ACTIVITY: Could you find every line in the entries below that holds the word "using" and copy it?

Stored data entries:
* * * * *
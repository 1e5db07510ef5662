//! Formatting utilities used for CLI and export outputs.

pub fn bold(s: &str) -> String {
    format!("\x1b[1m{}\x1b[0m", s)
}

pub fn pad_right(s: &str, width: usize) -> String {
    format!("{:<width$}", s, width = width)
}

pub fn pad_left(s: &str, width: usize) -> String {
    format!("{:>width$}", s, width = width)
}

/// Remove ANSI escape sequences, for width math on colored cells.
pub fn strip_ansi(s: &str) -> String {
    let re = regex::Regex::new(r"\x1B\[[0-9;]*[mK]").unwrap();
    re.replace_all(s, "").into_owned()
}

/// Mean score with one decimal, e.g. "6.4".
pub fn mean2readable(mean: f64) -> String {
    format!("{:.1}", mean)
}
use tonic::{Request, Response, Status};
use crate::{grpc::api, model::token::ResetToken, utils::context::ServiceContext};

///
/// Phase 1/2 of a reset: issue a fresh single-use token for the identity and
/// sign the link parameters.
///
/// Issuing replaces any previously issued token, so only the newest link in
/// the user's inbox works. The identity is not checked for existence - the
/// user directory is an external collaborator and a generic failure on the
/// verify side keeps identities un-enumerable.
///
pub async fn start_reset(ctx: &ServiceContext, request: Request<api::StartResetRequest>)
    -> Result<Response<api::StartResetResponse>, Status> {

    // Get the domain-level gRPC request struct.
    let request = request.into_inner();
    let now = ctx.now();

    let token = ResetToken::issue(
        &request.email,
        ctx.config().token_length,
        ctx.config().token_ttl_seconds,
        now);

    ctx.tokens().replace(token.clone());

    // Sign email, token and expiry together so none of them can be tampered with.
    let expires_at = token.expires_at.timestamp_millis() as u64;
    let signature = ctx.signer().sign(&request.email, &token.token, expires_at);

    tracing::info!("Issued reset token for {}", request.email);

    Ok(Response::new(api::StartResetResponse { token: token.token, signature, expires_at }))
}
* * * * *
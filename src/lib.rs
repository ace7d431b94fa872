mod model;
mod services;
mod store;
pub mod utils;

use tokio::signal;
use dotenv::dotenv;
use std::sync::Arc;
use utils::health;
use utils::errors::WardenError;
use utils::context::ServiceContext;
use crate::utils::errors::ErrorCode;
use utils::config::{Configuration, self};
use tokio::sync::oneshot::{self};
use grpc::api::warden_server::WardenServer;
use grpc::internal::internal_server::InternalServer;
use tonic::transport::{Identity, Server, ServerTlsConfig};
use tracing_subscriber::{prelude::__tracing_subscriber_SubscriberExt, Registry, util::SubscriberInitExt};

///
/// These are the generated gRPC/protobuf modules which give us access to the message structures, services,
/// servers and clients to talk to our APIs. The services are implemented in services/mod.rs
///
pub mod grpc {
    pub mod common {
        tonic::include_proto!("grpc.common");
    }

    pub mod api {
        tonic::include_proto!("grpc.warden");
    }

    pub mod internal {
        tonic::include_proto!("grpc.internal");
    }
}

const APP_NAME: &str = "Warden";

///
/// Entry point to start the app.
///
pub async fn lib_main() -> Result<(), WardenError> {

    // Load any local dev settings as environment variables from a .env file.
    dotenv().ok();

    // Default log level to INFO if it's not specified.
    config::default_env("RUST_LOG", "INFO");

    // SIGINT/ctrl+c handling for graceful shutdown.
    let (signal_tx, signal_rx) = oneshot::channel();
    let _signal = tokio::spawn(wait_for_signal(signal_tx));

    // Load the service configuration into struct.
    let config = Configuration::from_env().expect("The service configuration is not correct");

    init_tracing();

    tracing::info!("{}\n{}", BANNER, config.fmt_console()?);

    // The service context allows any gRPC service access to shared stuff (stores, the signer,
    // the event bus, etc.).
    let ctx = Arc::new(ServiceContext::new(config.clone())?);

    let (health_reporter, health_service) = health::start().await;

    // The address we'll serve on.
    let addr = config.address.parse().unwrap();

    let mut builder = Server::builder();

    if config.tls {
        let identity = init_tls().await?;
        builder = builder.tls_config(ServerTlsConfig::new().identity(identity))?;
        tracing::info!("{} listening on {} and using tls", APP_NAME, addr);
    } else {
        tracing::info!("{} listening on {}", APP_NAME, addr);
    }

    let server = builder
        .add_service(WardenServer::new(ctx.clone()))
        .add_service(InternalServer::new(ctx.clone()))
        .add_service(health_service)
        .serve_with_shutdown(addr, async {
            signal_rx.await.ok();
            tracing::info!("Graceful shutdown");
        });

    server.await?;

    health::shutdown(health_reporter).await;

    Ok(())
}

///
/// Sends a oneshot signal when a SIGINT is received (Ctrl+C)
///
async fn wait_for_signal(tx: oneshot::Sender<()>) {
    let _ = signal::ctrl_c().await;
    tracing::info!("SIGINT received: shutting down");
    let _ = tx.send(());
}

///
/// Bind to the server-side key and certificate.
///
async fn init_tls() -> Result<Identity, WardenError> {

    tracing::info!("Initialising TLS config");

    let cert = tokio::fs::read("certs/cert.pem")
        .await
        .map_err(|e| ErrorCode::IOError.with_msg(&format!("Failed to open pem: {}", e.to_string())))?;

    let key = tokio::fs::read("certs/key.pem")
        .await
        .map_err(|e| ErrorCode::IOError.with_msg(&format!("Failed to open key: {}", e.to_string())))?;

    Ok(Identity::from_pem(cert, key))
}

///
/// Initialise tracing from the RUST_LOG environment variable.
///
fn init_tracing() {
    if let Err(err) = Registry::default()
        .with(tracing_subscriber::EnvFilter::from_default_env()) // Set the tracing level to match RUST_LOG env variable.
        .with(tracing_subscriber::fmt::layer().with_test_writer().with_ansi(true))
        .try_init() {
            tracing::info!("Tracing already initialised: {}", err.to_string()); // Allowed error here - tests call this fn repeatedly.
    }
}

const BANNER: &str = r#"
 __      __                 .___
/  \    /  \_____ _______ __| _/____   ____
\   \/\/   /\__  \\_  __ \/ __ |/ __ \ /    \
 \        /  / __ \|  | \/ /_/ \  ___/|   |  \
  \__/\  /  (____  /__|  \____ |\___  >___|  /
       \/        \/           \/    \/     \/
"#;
* * * * *
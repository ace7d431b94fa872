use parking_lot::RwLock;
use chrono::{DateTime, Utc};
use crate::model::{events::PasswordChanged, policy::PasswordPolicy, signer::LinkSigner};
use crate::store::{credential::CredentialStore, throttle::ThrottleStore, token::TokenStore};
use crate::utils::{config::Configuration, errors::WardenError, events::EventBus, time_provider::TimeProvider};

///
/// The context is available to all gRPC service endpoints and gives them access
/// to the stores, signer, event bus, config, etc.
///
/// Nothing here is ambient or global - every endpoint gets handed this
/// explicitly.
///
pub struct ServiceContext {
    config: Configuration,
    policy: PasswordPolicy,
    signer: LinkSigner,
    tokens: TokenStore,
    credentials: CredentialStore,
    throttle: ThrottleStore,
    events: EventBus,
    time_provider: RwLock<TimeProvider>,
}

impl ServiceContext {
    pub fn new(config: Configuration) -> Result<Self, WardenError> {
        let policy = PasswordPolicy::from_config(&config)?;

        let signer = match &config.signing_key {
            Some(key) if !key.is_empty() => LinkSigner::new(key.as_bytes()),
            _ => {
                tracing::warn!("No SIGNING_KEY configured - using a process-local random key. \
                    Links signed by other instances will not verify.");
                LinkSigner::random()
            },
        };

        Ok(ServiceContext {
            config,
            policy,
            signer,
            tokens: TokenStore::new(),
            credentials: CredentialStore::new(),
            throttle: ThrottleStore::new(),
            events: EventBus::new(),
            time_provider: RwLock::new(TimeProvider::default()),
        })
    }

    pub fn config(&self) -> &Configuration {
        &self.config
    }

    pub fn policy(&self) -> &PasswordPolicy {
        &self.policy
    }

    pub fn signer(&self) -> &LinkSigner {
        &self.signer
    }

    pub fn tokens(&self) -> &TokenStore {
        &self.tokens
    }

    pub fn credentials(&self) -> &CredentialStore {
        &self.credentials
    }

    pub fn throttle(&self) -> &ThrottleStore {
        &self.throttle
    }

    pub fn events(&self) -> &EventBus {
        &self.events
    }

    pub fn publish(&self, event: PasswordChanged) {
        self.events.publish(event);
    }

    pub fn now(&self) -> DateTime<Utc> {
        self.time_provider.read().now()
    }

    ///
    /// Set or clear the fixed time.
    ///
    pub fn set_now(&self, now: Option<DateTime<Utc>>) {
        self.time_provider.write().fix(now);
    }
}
* * * * *
FINISHED EXERCISE:
        tracing::info!("{} listening on {} and using tls", APP_NAME, addr);
                tracing::warn!("No SIGNING_KEY configured - using a process-local random key. \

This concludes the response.